BRIEF: Return exactly the lines of the records below, starting at the line that contains "self.ranges.iter().any(|(lo, hi)| *lo" and ending at the line that contains "let mut merged = false;", with both of those lines kept.

________________

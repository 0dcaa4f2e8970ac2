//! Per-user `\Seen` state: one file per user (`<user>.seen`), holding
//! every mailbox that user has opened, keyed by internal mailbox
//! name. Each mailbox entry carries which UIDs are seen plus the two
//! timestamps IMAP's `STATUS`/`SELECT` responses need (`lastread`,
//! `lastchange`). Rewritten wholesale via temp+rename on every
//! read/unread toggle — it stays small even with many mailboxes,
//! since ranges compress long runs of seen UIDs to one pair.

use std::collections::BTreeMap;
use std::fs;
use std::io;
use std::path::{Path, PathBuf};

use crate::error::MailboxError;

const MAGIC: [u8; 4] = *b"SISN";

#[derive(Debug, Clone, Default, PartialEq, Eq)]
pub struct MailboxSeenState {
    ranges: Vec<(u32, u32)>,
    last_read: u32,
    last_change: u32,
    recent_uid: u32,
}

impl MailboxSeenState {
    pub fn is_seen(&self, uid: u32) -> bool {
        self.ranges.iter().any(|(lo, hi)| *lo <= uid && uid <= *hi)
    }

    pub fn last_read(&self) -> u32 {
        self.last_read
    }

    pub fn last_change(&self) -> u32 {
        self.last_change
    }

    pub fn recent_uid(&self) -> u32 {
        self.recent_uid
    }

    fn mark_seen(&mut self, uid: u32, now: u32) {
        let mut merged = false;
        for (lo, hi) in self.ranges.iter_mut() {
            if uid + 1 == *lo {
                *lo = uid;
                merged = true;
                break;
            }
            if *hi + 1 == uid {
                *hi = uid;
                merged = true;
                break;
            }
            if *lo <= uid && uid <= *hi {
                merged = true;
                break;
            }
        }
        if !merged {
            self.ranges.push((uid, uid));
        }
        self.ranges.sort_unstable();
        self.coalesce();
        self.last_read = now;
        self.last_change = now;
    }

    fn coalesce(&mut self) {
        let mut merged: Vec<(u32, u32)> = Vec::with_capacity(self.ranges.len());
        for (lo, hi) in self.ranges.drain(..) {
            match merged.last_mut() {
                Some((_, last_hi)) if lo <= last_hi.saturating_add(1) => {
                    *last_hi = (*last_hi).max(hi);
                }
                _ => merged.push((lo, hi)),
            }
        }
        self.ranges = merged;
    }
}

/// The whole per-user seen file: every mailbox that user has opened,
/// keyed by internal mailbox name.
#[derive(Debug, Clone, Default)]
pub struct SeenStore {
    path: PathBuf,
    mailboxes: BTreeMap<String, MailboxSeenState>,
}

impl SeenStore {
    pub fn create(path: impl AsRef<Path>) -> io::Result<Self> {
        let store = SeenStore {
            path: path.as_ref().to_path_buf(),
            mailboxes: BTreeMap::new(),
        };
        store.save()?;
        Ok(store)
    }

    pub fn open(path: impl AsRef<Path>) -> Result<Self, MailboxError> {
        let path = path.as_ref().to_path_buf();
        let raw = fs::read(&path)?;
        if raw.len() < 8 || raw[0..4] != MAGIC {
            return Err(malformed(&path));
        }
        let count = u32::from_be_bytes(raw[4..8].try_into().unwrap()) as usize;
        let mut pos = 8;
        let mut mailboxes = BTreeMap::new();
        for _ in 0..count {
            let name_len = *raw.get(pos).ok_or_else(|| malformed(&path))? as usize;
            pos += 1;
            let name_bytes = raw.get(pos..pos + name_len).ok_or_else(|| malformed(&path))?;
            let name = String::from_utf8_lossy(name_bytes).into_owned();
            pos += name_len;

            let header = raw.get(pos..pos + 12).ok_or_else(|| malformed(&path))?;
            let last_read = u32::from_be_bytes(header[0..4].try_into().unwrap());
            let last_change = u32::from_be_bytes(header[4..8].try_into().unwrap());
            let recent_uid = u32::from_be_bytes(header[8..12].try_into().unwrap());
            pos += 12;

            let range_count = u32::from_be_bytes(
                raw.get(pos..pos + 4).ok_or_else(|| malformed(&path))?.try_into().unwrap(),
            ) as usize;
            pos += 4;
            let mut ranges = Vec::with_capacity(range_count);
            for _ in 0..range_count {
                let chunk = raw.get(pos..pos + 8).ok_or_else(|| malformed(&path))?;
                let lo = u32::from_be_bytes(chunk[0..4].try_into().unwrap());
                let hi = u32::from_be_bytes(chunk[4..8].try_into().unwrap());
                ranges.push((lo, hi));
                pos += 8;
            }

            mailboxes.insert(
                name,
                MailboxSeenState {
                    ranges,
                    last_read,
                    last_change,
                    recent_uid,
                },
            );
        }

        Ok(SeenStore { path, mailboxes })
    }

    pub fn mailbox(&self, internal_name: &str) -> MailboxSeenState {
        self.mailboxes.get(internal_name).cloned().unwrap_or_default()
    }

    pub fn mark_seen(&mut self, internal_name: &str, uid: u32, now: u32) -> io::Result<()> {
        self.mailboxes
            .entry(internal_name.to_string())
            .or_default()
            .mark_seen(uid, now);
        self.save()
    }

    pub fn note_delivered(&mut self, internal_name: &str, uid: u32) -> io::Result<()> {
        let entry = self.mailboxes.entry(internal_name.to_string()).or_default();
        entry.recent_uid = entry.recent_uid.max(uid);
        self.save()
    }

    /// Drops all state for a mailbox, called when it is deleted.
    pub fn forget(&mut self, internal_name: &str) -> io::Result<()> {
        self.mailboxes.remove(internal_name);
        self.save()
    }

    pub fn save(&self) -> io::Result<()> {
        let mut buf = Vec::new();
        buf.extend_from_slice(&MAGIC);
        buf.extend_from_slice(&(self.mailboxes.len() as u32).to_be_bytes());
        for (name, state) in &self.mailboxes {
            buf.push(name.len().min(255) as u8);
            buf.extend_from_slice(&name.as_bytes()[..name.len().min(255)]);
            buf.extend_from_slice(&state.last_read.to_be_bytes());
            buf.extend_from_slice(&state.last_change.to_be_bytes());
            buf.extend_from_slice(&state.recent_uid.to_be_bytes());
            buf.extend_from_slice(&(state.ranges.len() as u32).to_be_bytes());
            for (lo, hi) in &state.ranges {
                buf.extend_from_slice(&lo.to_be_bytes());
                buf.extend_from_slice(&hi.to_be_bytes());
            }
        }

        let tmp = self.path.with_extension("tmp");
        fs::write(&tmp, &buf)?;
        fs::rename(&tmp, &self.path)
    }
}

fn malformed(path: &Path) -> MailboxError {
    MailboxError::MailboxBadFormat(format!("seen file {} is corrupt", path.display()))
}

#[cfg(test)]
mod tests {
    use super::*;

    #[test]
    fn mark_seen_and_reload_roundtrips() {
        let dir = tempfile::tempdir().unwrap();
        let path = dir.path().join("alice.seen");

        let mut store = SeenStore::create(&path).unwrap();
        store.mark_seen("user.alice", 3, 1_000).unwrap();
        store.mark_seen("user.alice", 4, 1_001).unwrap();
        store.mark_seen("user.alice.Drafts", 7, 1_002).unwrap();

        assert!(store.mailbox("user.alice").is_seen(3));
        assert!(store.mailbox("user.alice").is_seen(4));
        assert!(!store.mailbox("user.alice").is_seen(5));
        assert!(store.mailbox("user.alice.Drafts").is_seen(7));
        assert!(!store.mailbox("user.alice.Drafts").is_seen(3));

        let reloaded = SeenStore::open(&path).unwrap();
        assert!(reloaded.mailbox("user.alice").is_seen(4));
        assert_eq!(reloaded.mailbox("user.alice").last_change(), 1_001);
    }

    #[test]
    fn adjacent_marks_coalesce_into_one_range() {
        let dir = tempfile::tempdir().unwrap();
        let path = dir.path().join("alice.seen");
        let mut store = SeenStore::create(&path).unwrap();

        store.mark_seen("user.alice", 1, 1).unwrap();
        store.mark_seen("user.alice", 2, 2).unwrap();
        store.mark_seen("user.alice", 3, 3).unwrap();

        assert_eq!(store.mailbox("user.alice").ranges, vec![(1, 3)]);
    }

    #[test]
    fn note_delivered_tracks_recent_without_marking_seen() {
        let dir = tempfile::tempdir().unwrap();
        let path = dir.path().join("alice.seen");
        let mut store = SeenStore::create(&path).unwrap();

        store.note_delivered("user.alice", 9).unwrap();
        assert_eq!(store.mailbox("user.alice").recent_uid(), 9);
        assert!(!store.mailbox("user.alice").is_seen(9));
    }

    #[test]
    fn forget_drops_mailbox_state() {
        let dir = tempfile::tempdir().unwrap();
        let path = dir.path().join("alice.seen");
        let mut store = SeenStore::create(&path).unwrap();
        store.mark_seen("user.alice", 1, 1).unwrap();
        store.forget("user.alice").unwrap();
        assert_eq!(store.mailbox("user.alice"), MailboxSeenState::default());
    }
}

________________

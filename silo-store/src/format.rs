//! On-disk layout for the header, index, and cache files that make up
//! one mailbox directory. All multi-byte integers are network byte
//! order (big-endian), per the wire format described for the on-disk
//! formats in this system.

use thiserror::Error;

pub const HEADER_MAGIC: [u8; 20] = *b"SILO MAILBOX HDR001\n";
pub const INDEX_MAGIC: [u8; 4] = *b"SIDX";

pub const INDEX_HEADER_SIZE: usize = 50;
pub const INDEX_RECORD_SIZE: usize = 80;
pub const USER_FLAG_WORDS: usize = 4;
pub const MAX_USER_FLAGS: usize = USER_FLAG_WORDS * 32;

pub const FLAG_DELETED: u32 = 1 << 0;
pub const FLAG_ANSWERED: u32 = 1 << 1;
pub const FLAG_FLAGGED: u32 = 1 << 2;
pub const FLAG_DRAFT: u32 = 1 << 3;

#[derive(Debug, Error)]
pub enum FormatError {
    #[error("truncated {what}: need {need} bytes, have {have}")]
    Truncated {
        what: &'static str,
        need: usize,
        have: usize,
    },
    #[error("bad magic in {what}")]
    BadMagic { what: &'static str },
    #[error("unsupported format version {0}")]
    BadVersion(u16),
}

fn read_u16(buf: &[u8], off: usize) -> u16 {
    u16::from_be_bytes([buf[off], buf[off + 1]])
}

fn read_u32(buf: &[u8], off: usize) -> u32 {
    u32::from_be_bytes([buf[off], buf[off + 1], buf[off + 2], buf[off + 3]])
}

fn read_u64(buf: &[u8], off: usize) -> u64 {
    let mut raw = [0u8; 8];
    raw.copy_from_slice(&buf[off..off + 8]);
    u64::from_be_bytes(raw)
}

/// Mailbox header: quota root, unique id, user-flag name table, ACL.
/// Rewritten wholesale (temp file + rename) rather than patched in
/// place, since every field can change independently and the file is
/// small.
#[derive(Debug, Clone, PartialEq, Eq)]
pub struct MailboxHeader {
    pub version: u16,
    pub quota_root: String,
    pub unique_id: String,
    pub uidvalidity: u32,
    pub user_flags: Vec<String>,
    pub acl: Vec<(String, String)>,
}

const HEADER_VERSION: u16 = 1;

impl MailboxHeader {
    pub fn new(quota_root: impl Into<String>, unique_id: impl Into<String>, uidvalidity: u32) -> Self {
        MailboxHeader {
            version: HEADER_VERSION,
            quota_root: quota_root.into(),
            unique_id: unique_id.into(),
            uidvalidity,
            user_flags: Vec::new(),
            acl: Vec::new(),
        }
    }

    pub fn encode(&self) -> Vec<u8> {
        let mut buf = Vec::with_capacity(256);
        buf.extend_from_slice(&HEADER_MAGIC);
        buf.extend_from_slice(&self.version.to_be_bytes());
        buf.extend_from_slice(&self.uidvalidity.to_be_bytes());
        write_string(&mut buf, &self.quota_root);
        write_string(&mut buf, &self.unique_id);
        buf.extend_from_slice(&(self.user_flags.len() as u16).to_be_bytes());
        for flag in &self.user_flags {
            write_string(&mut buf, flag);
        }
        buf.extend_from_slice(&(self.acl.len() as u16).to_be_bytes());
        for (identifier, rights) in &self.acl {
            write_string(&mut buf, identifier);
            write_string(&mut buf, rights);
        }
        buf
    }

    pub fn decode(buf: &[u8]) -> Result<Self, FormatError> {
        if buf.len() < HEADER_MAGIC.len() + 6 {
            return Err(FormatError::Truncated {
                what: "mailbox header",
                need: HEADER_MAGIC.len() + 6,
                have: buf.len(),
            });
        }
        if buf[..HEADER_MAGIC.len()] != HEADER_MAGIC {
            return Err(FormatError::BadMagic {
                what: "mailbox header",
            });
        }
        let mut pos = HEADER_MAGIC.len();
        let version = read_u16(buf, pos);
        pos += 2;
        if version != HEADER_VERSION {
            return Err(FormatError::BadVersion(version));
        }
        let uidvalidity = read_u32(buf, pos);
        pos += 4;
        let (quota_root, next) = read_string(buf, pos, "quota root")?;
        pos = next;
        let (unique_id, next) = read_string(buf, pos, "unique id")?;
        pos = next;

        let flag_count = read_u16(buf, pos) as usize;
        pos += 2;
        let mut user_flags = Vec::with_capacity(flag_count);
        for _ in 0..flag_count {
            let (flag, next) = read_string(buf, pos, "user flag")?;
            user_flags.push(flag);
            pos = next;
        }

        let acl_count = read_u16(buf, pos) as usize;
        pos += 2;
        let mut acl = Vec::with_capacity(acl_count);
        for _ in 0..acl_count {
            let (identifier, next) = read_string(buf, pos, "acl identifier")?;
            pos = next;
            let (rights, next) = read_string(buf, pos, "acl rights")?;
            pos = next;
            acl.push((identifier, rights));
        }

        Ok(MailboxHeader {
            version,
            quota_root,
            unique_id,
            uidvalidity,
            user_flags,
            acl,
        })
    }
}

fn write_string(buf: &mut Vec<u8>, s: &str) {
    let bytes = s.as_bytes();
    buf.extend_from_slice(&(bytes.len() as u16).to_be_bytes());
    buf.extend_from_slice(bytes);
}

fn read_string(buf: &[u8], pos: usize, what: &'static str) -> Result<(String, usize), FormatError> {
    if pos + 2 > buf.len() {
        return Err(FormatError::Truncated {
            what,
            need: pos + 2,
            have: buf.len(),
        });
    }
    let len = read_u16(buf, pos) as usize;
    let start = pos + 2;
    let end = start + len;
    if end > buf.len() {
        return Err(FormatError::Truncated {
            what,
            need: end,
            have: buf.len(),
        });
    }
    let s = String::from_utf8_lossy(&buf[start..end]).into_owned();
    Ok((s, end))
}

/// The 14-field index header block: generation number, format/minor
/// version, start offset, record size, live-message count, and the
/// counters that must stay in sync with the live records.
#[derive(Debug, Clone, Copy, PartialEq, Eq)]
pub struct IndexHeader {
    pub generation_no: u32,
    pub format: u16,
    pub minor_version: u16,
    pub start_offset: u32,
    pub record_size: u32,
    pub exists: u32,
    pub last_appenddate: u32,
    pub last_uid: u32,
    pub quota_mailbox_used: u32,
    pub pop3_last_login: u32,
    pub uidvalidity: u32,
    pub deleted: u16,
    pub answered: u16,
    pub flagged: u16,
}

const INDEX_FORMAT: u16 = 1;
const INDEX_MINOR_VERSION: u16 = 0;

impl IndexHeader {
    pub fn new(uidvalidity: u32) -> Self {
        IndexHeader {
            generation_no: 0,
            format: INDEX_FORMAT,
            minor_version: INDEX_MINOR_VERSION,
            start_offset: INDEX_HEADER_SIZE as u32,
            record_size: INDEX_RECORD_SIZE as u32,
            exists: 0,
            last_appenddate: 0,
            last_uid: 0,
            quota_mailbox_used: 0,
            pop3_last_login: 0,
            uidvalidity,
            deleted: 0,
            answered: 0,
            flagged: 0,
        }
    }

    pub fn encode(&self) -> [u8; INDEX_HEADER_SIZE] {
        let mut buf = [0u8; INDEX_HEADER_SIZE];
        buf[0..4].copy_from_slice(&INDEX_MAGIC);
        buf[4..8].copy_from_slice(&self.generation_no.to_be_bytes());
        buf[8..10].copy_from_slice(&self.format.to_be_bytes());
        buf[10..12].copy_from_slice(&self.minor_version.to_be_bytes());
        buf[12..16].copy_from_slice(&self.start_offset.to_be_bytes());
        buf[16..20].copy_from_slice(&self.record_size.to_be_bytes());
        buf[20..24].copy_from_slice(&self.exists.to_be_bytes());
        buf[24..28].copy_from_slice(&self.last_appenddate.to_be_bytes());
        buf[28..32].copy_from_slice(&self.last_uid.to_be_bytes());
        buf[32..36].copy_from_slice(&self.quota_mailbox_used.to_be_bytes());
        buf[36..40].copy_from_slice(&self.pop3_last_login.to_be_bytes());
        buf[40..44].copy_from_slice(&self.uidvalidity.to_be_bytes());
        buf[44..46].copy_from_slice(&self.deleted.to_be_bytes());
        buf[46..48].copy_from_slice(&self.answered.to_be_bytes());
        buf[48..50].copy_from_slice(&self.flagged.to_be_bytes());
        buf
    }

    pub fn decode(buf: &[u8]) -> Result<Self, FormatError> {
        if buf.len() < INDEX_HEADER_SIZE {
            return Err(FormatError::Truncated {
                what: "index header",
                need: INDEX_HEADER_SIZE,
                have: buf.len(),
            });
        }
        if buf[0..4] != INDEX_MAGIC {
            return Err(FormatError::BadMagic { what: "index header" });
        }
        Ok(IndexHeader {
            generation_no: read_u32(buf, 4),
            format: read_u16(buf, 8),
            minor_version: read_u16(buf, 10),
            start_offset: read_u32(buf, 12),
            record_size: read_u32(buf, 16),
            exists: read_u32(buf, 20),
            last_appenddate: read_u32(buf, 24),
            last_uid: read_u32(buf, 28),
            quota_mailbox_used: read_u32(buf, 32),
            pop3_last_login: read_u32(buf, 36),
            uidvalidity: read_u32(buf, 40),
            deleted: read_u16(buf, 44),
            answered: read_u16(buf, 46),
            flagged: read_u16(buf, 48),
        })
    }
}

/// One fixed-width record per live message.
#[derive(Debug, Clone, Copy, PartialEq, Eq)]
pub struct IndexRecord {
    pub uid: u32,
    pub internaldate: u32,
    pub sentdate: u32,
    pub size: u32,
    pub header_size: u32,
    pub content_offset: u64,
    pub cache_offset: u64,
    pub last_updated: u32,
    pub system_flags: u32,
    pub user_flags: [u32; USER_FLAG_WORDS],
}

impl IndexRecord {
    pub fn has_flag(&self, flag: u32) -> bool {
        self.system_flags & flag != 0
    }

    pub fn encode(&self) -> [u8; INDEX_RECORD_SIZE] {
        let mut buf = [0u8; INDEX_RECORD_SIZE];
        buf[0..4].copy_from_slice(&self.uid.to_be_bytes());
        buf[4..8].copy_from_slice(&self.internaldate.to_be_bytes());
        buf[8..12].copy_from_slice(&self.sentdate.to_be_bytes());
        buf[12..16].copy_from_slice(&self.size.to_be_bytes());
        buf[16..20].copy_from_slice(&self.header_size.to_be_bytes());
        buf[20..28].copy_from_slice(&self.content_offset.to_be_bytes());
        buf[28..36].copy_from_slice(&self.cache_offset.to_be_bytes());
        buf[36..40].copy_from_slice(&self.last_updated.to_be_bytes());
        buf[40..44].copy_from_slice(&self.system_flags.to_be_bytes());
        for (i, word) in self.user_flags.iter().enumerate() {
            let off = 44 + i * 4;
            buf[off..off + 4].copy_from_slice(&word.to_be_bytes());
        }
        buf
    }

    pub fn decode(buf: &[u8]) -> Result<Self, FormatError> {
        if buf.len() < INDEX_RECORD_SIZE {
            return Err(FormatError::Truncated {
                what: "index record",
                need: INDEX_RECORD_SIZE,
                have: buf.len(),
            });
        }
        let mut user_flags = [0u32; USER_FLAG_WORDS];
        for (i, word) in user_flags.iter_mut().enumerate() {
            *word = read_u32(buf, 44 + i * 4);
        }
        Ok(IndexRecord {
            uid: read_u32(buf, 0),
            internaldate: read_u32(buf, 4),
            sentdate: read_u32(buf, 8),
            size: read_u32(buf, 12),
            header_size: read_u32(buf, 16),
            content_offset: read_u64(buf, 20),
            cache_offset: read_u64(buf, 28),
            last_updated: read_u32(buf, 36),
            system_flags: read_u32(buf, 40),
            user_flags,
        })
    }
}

________________

WRITTEN SOLUTION:
        self.ranges.iter().any(|(lo, hi)| *lo <= uid && uid <= *hi)
    }

    pub fn last_read(&self) -> u32 {
        self.last_read
    }

    pub fn last_change(&self) -> u32 {
        self.last_change
    }

    pub fn recent_uid(&self) -> u32 {
        self.recent_uid
    }

    fn mark_seen(&mut self, uid: u32, now: u32) {
        let mut merged = false;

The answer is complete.